§ What the task asks:
Please output the section of the listing below that opens with the line containing "fn add(&mut self, cell: Cell)" and closes with the line containing "impl Eq for", exactly and with nothing else.

§ Records shown:
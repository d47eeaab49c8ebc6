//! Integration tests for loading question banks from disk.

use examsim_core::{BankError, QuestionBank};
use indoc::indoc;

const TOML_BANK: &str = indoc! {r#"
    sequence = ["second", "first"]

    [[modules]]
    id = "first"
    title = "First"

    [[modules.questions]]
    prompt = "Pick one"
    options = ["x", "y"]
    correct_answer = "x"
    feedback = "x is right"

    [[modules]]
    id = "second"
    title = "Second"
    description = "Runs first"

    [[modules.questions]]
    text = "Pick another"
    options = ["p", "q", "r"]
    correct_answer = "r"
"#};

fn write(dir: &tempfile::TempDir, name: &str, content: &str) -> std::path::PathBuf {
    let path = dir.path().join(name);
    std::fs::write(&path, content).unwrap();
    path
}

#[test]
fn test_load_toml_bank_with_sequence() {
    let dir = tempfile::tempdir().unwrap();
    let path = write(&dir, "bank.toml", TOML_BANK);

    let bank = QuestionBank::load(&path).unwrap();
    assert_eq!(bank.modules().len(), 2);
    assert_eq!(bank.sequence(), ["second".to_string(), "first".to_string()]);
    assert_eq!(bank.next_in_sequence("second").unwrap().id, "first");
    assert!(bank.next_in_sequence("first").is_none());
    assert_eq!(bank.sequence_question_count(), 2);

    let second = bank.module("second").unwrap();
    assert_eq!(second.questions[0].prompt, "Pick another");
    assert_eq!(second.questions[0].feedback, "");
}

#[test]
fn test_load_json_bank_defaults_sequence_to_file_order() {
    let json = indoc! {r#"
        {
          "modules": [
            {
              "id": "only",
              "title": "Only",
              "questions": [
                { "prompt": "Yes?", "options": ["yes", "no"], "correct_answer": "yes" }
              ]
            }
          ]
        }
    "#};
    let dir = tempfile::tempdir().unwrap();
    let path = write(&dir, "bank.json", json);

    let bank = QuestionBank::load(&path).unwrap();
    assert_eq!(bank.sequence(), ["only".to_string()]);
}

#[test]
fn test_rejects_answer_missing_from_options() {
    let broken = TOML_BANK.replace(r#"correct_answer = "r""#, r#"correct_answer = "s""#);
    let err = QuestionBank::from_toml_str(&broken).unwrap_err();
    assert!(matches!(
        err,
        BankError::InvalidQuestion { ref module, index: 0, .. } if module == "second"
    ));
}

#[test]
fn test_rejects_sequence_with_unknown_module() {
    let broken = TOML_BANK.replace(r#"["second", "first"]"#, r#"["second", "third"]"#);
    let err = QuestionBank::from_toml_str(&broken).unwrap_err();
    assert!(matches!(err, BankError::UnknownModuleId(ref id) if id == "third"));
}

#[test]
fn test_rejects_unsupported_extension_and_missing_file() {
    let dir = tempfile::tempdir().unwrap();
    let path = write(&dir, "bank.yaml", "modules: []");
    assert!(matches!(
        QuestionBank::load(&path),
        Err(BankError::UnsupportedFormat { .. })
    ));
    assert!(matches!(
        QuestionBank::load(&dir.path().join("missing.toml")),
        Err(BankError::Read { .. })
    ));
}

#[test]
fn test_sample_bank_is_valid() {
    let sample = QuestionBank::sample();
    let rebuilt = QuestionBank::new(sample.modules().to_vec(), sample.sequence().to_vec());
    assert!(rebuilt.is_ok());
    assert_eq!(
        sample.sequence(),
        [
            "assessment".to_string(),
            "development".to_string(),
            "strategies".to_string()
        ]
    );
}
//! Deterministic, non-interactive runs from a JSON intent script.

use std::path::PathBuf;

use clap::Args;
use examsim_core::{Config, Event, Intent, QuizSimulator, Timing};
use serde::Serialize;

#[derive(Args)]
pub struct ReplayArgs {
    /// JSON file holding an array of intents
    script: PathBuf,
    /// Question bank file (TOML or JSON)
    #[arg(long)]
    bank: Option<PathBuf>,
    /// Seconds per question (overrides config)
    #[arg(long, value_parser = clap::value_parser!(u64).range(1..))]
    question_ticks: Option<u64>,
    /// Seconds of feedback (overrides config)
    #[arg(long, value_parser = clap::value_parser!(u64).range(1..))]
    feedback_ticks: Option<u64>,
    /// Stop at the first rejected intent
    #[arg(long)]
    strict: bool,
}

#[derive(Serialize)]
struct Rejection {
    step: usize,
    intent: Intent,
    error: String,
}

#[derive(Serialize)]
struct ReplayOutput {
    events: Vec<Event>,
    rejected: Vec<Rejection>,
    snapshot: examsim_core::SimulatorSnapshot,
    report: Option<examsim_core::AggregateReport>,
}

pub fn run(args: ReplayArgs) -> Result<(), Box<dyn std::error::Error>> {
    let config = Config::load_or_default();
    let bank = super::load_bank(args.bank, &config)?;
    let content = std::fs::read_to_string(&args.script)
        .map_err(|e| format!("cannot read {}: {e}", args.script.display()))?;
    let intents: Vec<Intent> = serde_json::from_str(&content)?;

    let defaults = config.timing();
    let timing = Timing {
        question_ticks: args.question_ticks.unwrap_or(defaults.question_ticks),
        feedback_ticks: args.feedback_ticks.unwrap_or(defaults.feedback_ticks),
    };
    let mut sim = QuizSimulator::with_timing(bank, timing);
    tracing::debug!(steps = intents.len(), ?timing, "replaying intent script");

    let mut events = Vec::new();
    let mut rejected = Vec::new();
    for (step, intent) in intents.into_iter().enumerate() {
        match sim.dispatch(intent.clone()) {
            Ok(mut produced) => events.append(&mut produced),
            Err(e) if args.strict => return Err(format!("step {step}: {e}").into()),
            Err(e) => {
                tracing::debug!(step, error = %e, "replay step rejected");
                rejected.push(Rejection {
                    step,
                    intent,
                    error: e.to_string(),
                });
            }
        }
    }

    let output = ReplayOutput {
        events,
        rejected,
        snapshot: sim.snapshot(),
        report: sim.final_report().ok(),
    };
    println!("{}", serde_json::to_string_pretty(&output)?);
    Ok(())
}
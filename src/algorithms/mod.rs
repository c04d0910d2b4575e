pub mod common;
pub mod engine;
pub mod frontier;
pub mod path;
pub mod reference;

--

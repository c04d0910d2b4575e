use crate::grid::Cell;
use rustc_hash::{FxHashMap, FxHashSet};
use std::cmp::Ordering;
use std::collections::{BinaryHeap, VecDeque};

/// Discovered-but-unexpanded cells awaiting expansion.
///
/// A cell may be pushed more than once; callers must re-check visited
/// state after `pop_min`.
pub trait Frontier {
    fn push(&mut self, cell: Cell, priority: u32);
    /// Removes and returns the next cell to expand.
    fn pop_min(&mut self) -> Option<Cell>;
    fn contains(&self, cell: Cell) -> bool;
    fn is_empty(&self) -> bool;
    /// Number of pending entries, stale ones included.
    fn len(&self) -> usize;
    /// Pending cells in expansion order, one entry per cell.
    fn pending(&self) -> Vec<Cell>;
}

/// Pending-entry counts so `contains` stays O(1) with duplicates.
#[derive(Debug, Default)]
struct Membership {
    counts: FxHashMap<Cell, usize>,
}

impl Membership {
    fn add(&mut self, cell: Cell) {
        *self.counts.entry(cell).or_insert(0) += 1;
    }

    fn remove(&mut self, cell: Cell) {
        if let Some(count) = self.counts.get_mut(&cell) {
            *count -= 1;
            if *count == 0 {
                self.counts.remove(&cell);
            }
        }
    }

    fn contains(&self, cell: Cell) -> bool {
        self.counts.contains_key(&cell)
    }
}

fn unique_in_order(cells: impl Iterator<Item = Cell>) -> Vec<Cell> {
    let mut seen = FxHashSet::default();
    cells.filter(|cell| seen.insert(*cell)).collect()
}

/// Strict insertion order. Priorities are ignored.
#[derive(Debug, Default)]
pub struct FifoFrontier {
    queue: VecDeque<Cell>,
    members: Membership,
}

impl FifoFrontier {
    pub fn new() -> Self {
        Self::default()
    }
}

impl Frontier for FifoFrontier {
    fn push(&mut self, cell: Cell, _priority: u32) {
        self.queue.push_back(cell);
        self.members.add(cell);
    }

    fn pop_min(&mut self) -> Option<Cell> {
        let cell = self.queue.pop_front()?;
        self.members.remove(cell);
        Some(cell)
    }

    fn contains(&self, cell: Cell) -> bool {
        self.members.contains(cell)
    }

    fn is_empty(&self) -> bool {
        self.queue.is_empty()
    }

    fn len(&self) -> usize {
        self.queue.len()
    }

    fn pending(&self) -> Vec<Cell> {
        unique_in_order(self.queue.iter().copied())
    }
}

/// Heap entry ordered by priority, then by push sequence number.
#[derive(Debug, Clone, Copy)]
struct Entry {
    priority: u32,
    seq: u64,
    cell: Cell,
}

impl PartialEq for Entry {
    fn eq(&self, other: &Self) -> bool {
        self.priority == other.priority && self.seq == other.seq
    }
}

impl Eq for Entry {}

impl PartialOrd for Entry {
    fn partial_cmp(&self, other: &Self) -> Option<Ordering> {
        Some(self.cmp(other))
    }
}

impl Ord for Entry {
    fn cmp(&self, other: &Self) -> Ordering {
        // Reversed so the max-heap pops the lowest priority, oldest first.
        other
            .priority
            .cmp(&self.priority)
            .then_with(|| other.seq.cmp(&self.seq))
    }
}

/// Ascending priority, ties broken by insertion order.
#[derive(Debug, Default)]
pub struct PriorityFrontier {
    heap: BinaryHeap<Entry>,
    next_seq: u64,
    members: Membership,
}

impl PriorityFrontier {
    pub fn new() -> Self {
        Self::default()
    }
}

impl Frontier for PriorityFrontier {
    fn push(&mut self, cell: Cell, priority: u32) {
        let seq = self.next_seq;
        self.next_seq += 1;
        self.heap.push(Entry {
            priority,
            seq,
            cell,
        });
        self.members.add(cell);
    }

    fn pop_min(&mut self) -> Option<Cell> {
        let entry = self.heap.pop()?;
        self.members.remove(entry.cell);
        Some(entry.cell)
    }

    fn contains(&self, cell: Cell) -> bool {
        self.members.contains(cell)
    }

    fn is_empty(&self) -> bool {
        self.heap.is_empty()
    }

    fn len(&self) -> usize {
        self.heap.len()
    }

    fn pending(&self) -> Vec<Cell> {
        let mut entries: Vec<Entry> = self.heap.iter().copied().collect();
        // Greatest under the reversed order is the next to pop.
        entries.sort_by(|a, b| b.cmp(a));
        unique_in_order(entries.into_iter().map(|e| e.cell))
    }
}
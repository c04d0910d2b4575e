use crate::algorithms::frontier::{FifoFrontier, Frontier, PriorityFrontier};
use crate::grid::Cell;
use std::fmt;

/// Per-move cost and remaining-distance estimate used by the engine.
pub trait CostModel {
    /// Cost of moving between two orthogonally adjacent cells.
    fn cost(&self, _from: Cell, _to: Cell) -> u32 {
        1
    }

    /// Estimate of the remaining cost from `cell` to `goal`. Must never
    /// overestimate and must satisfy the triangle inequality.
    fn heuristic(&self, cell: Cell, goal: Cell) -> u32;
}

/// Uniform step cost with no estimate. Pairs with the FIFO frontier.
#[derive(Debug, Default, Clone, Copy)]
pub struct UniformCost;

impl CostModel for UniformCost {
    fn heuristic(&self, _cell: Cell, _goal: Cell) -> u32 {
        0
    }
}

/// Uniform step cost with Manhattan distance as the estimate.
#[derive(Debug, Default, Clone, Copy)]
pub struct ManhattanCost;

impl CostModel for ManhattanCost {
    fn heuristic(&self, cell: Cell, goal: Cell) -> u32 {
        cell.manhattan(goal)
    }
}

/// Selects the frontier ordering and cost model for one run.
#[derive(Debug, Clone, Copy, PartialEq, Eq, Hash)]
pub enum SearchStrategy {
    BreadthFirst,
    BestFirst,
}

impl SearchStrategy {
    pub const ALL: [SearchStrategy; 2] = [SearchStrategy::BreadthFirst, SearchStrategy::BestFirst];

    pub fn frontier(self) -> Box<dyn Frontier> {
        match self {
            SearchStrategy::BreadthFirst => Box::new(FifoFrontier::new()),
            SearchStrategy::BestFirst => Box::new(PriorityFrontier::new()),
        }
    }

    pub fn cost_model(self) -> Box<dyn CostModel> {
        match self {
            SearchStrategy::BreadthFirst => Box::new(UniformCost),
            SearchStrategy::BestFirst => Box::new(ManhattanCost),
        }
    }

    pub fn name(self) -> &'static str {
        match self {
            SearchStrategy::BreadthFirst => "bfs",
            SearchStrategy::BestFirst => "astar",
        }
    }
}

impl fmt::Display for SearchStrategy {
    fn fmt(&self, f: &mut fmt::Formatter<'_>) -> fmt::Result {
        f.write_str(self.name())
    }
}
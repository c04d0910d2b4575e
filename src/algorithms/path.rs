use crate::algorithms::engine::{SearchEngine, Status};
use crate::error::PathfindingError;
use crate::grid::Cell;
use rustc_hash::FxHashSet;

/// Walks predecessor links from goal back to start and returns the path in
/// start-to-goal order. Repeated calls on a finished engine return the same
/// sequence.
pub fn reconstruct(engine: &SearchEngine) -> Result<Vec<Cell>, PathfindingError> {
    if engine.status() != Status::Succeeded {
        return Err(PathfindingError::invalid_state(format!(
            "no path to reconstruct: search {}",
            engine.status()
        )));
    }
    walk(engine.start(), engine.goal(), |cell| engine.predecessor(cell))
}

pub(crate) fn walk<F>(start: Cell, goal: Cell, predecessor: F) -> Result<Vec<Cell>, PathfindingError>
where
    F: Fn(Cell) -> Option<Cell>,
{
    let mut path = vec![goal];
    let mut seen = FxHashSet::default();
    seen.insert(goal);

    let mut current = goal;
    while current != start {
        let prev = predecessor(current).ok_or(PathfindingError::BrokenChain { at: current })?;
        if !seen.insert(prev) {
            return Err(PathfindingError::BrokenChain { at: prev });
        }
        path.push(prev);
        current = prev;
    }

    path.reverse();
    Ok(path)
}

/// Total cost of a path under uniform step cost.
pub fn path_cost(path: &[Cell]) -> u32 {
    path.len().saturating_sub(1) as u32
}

--

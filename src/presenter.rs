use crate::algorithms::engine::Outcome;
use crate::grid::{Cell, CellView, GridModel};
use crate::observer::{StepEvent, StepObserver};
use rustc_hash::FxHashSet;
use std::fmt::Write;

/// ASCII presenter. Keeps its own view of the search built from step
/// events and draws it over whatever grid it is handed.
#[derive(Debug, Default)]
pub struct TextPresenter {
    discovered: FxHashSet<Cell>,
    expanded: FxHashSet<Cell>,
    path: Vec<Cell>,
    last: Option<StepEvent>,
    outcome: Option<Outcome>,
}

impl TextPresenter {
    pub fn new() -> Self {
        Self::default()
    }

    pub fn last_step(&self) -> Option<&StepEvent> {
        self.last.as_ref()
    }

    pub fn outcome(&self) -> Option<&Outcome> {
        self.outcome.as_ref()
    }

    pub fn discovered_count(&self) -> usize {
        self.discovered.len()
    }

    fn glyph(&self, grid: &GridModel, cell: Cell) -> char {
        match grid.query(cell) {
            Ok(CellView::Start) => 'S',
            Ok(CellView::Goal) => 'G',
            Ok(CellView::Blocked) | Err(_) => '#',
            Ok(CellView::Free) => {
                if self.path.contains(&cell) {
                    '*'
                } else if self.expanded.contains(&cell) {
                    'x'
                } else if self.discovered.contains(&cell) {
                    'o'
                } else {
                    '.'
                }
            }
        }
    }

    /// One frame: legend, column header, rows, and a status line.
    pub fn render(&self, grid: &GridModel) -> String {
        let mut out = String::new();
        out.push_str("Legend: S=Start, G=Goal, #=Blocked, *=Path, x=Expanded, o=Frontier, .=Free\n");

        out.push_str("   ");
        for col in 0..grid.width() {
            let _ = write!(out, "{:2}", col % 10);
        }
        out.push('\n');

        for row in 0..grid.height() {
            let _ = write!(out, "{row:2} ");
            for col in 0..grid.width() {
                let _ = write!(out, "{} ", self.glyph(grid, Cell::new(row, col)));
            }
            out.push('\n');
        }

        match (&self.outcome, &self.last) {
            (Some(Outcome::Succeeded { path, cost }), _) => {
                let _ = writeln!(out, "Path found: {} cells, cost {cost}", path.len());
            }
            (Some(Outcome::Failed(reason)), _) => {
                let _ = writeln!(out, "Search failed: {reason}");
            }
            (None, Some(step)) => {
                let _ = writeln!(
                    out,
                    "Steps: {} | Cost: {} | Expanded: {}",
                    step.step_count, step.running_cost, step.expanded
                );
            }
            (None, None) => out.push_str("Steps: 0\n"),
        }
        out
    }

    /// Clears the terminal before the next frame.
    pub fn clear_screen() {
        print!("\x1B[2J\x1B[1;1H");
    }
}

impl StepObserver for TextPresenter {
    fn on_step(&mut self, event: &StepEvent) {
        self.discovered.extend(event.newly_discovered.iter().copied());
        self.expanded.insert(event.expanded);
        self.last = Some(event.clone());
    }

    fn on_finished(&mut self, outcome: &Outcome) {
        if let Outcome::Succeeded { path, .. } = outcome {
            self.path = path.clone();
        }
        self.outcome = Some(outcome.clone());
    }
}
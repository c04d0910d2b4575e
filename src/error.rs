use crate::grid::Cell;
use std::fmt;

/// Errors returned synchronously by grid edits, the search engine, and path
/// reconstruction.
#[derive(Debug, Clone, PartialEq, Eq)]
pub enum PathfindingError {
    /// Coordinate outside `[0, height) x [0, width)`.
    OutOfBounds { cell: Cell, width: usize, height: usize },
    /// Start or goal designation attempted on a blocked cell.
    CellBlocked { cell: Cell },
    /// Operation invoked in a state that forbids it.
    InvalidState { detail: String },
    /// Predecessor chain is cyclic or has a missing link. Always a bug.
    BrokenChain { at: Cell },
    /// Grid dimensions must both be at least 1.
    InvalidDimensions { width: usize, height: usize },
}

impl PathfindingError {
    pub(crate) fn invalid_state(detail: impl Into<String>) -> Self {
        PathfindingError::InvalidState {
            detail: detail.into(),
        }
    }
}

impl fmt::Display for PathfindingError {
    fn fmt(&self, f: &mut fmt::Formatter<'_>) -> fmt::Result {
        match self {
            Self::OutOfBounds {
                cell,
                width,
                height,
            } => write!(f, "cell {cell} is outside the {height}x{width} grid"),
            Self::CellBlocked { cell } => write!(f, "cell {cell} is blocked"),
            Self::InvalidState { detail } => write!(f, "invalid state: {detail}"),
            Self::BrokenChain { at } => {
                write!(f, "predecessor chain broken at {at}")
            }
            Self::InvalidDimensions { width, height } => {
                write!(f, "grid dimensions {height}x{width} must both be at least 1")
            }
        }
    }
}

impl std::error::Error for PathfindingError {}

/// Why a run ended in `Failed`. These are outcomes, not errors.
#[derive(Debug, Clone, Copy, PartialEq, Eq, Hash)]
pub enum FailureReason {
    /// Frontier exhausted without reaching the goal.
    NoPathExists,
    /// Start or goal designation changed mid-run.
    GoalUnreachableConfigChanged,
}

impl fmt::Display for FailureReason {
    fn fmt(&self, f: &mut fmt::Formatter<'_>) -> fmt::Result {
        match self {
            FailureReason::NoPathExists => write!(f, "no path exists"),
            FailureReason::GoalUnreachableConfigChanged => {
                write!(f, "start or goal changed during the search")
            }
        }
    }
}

§ Task answer:
    fn add(&mut self, cell: Cell) {
        *self.counts.entry(cell).or_insert(0) += 1;
    }

    fn remove(&mut self, cell: Cell) {
        if let Some(count) = self.counts.get_mut(&cell) {
            *count -= 1;
            if *count == 0 {
                self.counts.remove(&cell);
            }
        }
    }

    fn contains(&self, cell: Cell) -> bool {
        self.counts.contains_key(&cell)
    }
}

fn unique_in_order(cells: impl Iterator<Item = Cell>) -> Vec<Cell> {
    let mut seen = FxHashSet::default();
    cells.filter(|cell| seen.insert(*cell)).collect()
}

/// Strict insertion order. Priorities are ignored.
#[derive(Debug, Default)]
pub struct FifoFrontier {
    queue: VecDeque<Cell>,
    members: Membership,
}

impl FifoFrontier {
    pub fn new() -> Self {
        Self::default()
    }
}

impl Frontier for FifoFrontier {
    fn push(&mut self, cell: Cell, _priority: u32) {
        self.queue.push_back(cell);
        self.members.add(cell);
    }

    fn pop_min(&mut self) -> Option<Cell> {
        let cell = self.queue.pop_front()?;
        self.members.remove(cell);
        Some(cell)
    }

    fn contains(&self, cell: Cell) -> bool {
        self.members.contains(cell)
    }

    fn is_empty(&self) -> bool {
        self.queue.is_empty()
    }

    fn len(&self) -> usize {
        self.queue.len()
    }

    fn pending(&self) -> Vec<Cell> {
        unique_in_order(self.queue.iter().copied())
    }
}

/// Heap entry ordered by priority, then by push sequence number.
#[derive(Debug, Clone, Copy)]
struct Entry {
    priority: u32,
    seq: u64,
    cell: Cell,
}

impl PartialEq for Entry {
    fn eq(&self, other: &Self) -> bool {
        self.priority == other.priority && self.seq == other.seq
    }
}

impl Eq for Entry {}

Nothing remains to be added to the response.